The Best Dementia Facilities Have a Different Philosophy

Lynn Martelli
Lynn Martelli

When a medical condition impacts how we think and look back on our lives, it addresses a very fundamental, profound aspect of life itself. A physical condition impairing, say, a limb is very different than one affecting our brain, as that dictates how we think about it.

Specialists at dementia facilities need to be very philosophical when it comes to treating patients because they need to balance practical needs like their physical safety with showing dignity and concern for the whole of their lives.

Let’s check out the leading philosophies of the best dementia care centres.

Belonging Matters

Residents need to feel like they’re at home wherever they live, or they don’t truly belong there. Belonging is an easy thing to discuss, but it’s harder to make a person feel. The difficulty of this task only increases when the person struggles with memory issues and other symptoms of dementia to a severe extent.

Thankfully, dementia care facilities like Sagecare understand how to make all residents feel like they’re at home by making dementia seem like just another ordinary aspect of life. That way, residents can relax and don’t need to work hard to maintain the appearance of holding their “self” together.

Residents feel like they belong when they’re surrounded by caring staff who understand who they are and support them in an environment that plays to their strengths.

Growth and Laughter

Leading dementia facilities understand that the condition does not represent for residents the end of their personal journey and joyousness. True, cognitive changes happen, and they make that road different than expected and sometimes challenging.

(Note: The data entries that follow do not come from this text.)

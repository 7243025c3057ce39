//! Gateway transport.
//!
//! [`Gateway`] is the seam between the fetch pipeline and the network.
//! [`HttpGateway`] speaks the IPFS RPC `get` method: a `POST` to
//! `<endpoint>/get?arg=<cid>` whose 2xx body is a tar envelope.

use cidfetch_core::{Cid, FetchError, GatewayConfig, GatewayEndpoint};
use reqwest::blocking::Client;

/// Maximum number of body characters kept in a [`FetchError::Status`].
const ERROR_BODY_LIMIT: usize = 512;

/// Resolves a CID to the raw envelope bytes served for it.
pub trait Gateway {
    /// Fetch the full response body for `cid`.
    ///
    /// Non-2xx answers and transport failures are errors of the
    /// [`Transport`](cidfetch_core::ErrorKind::Transport) kind.
    fn get(&self, cid: &Cid) -> Result<Vec<u8>, FetchError>;
}

impl<G: Gateway + ?Sized> Gateway for &G {
    fn get(&self, cid: &Cid) -> Result<Vec<u8>, FetchError> {
        (**self).get(cid)
    }
}

/// Gateway reached over HTTP with a blocking client.
#[derive(Debug, Clone)]
pub struct HttpGateway {
    endpoint: GatewayEndpoint,
    http: Client,
}

impl HttpGateway {
    /// Create a gateway client from configuration.
    pub fn new(config: &GatewayConfig) -> Result<Self, FetchError> {
        let http = Client::builder()
            .timeout(config.timeout)
            .build()
            .map_err(|e| FetchError::Transport {
                url: config.endpoint.to_string(),
                source: Box::new(e),
            })?;
        Ok(Self {
            endpoint: config.endpoint.clone(),
            http,
        })
    }

    /// The endpoint requests are sent to.
    pub fn endpoint(&self) -> &GatewayEndpoint {
        &self.endpoint
    }

    /// The request URL for `cid`.
    pub fn request_url(&self, cid: &Cid) -> reqwest::Url {
        let mut url = self.endpoint.method_url("get");
        url.query_pairs_mut().append_pair("arg", cid.as_str());
        url
    }
}

impl Gateway for HttpGateway {
    fn get(&self, cid: &Cid) -> Result<Vec<u8>, FetchError> {
        let url = self.request_url(cid);
        tracing::info!(%cid, %url, "requesting envelope from gateway");

        let resp = self
            .http
            .post(url.clone())
            .send()
            .map_err(|e| FetchError::Transport {
                url: url.to_string(),
                source: Box::new(e),
            })?;

        let status = resp.status();
        if !status.is_success() {
            let body = resp.text().unwrap_or_default();
            return Err(FetchError::Status {
                url: url.to_string(),
                status: status.as_u16(),
                body: body.chars().take(ERROR_BODY_LIMIT).collect(),
            });
        }

        let bytes = resp.bytes().map_err(|e| FetchError::Transport {
            url: url.to_string(),
            source: Box::new(e),
        })?;
        tracing::debug!(%cid, bytes = bytes.len(), "received envelope");
        Ok(bytes.to_vec())
    }
}

#[cfg(test)]
mod tests {
    use super::*;
    use cidfetch_core::ErrorKind;
    use std::time::Duration;

    fn gateway(endpoint: &str) -> HttpGateway {
        let config = GatewayConfig::new(GatewayEndpoint::parse(endpoint).unwrap());
        HttpGateway::new(&config).unwrap()
    }

    #[test]
    fn request_url_carries_cid_as_arg() {
        let gw = gateway("http://127.0.0.1:5001/api/v0");
        let cid = Cid::new("QmYwAPJzv5CZsnA625s3Xf2nemtYgPpHdWEz79ojWnPbdG").unwrap();
        assert_eq!(
            gw.request_url(&cid).as_str(),
            "http://127.0.0.1:5001/api/v0/get?arg=QmYwAPJzv5CZsnA625s3Xf2nemtYgPpHdWEz79ojWnPbdG"
        );
    }

    #[test]
    fn request_url_encodes_query_value() {
        let gw = gateway("http://127.0.0.1:5001/api/v0");
        let cid = Cid::new("/ipfs/Qm a&b").unwrap();
        let url = gw.request_url(&cid);
        let (key, value) = url.query_pairs().next().unwrap();
        assert_eq!(key, "arg");
        assert_eq!(value, "/ipfs/Qm a&b");
        assert!(!url.as_str().contains(' '));
    }

    #[test]
    fn closed_port_is_a_transport_error() {
        let config = GatewayConfig::new(GatewayEndpoint::parse("http://127.0.0.1:1/api/v0").unwrap())
            .with_timeout(Some(Duration::from_millis(500)));
        let gw = HttpGateway::new(&config).unwrap();
        let cid = Cid::new("QmClosed").unwrap();
        let err = gw.get(&cid).unwrap_err();
        assert_eq!(err.kind(), ErrorKind::Transport);
        assert!(format!("{err}").contains("127.0.0.1:1"));
    }
}
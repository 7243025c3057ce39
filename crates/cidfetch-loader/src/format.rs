//! Cached file format detection.
//!
//! A cached payload is either a zip container (the legacy packaging some
//! producers still publish) or raw serialized bytes. Only the leading
//! local-file-header signature is inspected; choosing a decode path is
//! the decoder's job.

use std::fs::File;
use std::io::Read;
use std::path::Path;

use cidfetch_core::{StorageError, StorageOp};

/// Zip local file header signature.
const ZIP_MAGIC: [u8; 4] = *b"PK\x03\x04";

/// The container format of a cached payload.
#[derive(Debug, Clone, Copy, PartialEq, Eq, Hash)]
pub enum PayloadFormat {
    /// Zip container; the decoder must unpack it first.
    LegacyZip,
    /// Anything else; decoded directly.
    Raw,
}

impl PayloadFormat {
    /// Classify a file by its leading bytes.
    pub fn from_header(header: &[u8]) -> Self {
        if header.starts_with(&ZIP_MAGIC) {
            Self::LegacyZip
        } else {
            Self::Raw
        }
    }

    /// Returns the format name.
    pub fn as_str(&self) -> &'static str {
        match self {
            Self::LegacyZip => "legacy-zip",
            Self::Raw => "raw",
        }
    }
}

impl std::fmt::Display for PayloadFormat {
    fn fmt(&self, f: &mut std::fmt::Formatter<'_>) -> std::fmt::Result {
        f.write_str(self.as_str())
    }
}

/// Detect the format of the file at `path`.
pub fn sniff_format(path: &Path) -> Result<PayloadFormat, StorageError> {
    let file = File::open(path).map_err(|e| StorageError::new(StorageOp::Read, path, e))?;
    let mut header = Vec::with_capacity(ZIP_MAGIC.len());
    file.take(ZIP_MAGIC.len() as u64)
        .read_to_end(&mut header)
        .map_err(|e| StorageError::new(StorageOp::Read, path, e))?;
    Ok(PayloadFormat::from_header(&header))
}
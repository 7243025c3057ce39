//! # Verify Subcommand
//!
//! Re-hashes a cached entry against the SHA-256 prefix embedded in its
//! name (`name-<hex>.ext`). Cache hits are never re-verified by the load
//! pipeline; this is the on-demand check.

use std::io::ErrorKind;
use std::path::PathBuf;

use anyhow::{bail, Context, Result};
use clap::Args;

use cidfetch_cache::CacheStore;
use cidfetch_core::{hash_prefix_from_file_name, CacheKey, FetchError};

/// Arguments for the `cidfetch verify` subcommand.
#[derive(Args, Debug)]
pub struct VerifyArgs {
    /// Name of the cached entry, e.g. `resnet18-5c106cde.pth`.
    #[arg(value_name = "FILE_NAME")]
    pub file_name: String,

    /// Directory holding cached files.
    #[arg(long, env = "CIDFETCH_CACHE_DIR", value_name = "DIR")]
    pub cache_dir: PathBuf,
}

/// Execute the verify subcommand.
pub fn run_verify(args: &VerifyArgs) -> Result<u8> {
    let key = CacheKey::new(&args.file_name)?;
    let Some(prefix) = hash_prefix_from_file_name(key.as_str())? else {
        bail!(
            "{:?} does not embed a hash (expected name-<sha256 prefix>.ext)",
            key.as_str()
        );
    };

    let store = CacheStore::new(&args.cache_dir);
    let path = store.entry_path(&key);
    let bytes = match std::fs::read(&path) {
        Ok(bytes) => bytes,
        Err(e) if e.kind() == ErrorKind::NotFound => {
            println!("FAIL: not cached: {}", path.display());
            return Ok(1);
        }
        Err(e) => {
            return Err(e).with_context(|| format!("failed to read {}", path.display()));
        }
    };

    match prefix.verify(&bytes) {
        Ok(()) => {
            println!("OK: {key} matches sha256 prefix {prefix}");
            Ok(0)
        }
        Err(FetchError::Integrity { expected, actual }) => {
            println!("FAIL: {key} sha256 {actual} does not start with {expected}");
            Ok(1)
        }
        Err(e) => Err(e.into()),
    }
}
//! # Payload Digests
//!
//! SHA-256 hex digests of fetched payloads and the [`DigestPrefix`] they
//! are checked against.
//!
//! ## Integrity Invariant
//!
//! A payload passes verification iff the lowercase hex SHA-256 digest of
//! its bytes starts with the prefix. The comparison covers exactly
//! `prefix.len()` characters and runs in constant time.

use serde::{Deserialize, Serialize};
use sha2::{Digest, Sha256};
use subtle::ConstantTimeEq;

use crate::error::FetchError;

/// Length of a full SHA-256 hex digest.
const SHA256_HEX_LEN: usize = 64;

/// Compute the lowercase SHA-256 hex digest of `data`.
pub fn sha256_hex(data: &[u8]) -> String {
    Sha256::digest(data)
        .iter()
        .map(|b| format!("{b:02x}"))
        .collect()
}

/// A leading substring of an expected SHA-256 hex digest.
#[derive(Debug, Clone, PartialEq, Eq, Hash, Serialize, Deserialize)]
pub struct DigestPrefix(String);

impl DigestPrefix {
    /// Create a validated prefix. Input is normalized to lowercase.
    pub fn new(s: &str) -> Result<Self, FetchError> {
        let p = s.trim().to_lowercase();
        if p.is_empty() {
            return Err(FetchError::Config("digest prefix must not be empty".into()));
        }
        if p.len() > SHA256_HEX_LEN {
            return Err(FetchError::Config(format!(
                "digest prefix too long: {} chars (max {SHA256_HEX_LEN})",
                p.len()
            )));
        }
        if !p.chars().all(|c| c.is_ascii_hexdigit()) {
            return Err(FetchError::Config(format!(
                "digest prefix contains non-hex characters: {s:?}"
            )));
        }
        Ok(Self(p))
    }

    /// Return the prefix as a string slice.
    pub fn as_str(&self) -> &str {
        &self.0
    }

    /// Whether a full hex digest starts with this prefix.
    pub fn matches(&self, digest_hex: &str) -> bool {
        let want = self.0.as_bytes();
        match digest_hex.as_bytes().get(..want.len()) {
            Some(head) => bool::from(head.ct_eq(want)),
            None => false,
        }
    }

    /// Verify `payload` against this prefix.
    ///
    /// Returns [`FetchError::Integrity`] carrying the actual digest on
    /// mismatch.
    pub fn verify(&self, payload: &[u8]) -> Result<(), FetchError> {
        let actual = sha256_hex(payload);
        if self.matches(&actual) {
            Ok(())
        } else {
            Err(FetchError::Integrity {
                expected: self.0.clone(),
                actual,
            })
        }
    }
}

impl std::fmt::Display for DigestPrefix {
    fn fmt(&self, f: &mut std::fmt::Formatter<'_>) -> std::fmt::Result {
        f.write_str(&self.0)
    }
}

#[cfg(test)]
mod tests {
    use super::*;
    use crate::error::ErrorKind;
    use proptest::prelude::*;

    // sha256("abc")
    const ABC_DIGEST: &str = "ba7816bf8f01cfea414140de5dae2223b00361a396177a9cb410ff61f20015ad";

    #[test]
    fn sha256_hex_known_vector() {
        assert_eq!(sha256_hex(b"abc"), ABC_DIGEST);
        assert_eq!(
            sha256_hex(b""),
            "e3b0c44298fc1c149afbf4c8996fb92427ae41e4649b934ca495991b7852b855"
        );
    }

    #[test]
    fn prefix_normalizes_case() {
        assert_eq!(DigestPrefix::new("BA7816BF").unwrap().as_str(), "ba7816bf");
    }

    #[test]
    fn prefix_rejects_invalid_input() {
        assert!(DigestPrefix::new("").is_err());
        assert!(DigestPrefix::new("xyz").is_err());
        assert!(DigestPrefix::new(&"a".repeat(65)).is_err());
    }

    #[test]
    fn verify_accepts_matching_prefix() {
        let prefix = DigestPrefix::new("ba7816bf").unwrap();
        assert!(prefix.verify(b"abc").is_ok());
        let full = DigestPrefix::new(ABC_DIGEST).unwrap();
        assert!(full.verify(b"abc").is_ok());
    }

    #[test]
    fn verify_rejects_mismatch_with_integrity_error() {
        let prefix = DigestPrefix::new("ffff").unwrap();
        let err = prefix.verify(b"abc").unwrap_err();
        assert_eq!(err.kind(), ErrorKind::Integrity);
        match err {
            FetchError::Integrity { expected, actual } => {
                assert_eq!(expected, "ffff");
                assert_eq!(actual, ABC_DIGEST);
            }
            other => panic!("expected integrity error, got {other:?}"),
        }
    }

    #[test]
    fn matches_rejects_short_digest() {
        let prefix = DigestPrefix::new("abcdef").unwrap();
        assert!(!prefix.matches("abc"));
    }

    proptest! {
        #[test]
        fn every_leading_slice_of_the_digest_verifies(data in proptest::collection::vec(any::<u8>(), 0..256), len in 1usize..=64) {
            let digest = sha256_hex(&data);
            let prefix = DigestPrefix::new(&digest[..len]).unwrap();
            prop_assert!(prefix.verify(&data).is_ok());
        }
    }
}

However, there are still immense chances for growth, meaning, and joy ahead. No matter how the conditions and symptoms of dementia patients stress their carers at a given moment, there’s always a bright and happy future ahead.

Abilities Grow and Decline

Change doesn’t constantly move in only one direction. It’s in flux. People’s abilities can improve and decline over the short, medium, and long term. People are also allowed to have bad days. It doesn’t mean they won’t bounce back tomorrow.

Alongside this, it’s important to remember that there’s a richness in life that can’t be reduced to logic or reason and that love and meaning can express themselves in unconventional ways. People aren’t worthy of love based on what they do, but who they are. As a person’s mental capacities evolve, that never changes.

How to Act

Philosophy needs to be blended with action when it comes to caring for people with dementia. It’s not always easy or possible to separate belief from action, but in general, leading dementia carers need to check their assumptions and motivations, presume capacity, seek continual consent, and protect the sanctity of the home.

There are competing directives sometimes, but knowledgeable, experienced carers understand how to balance medical support with the type of personalized concern that everybody needs. Ultimately, they need to do what’s right for the patient’s medical care, spiritual well-being, and basic dignity. Look to a facility with a great track record of care and a wise philosophical grasp.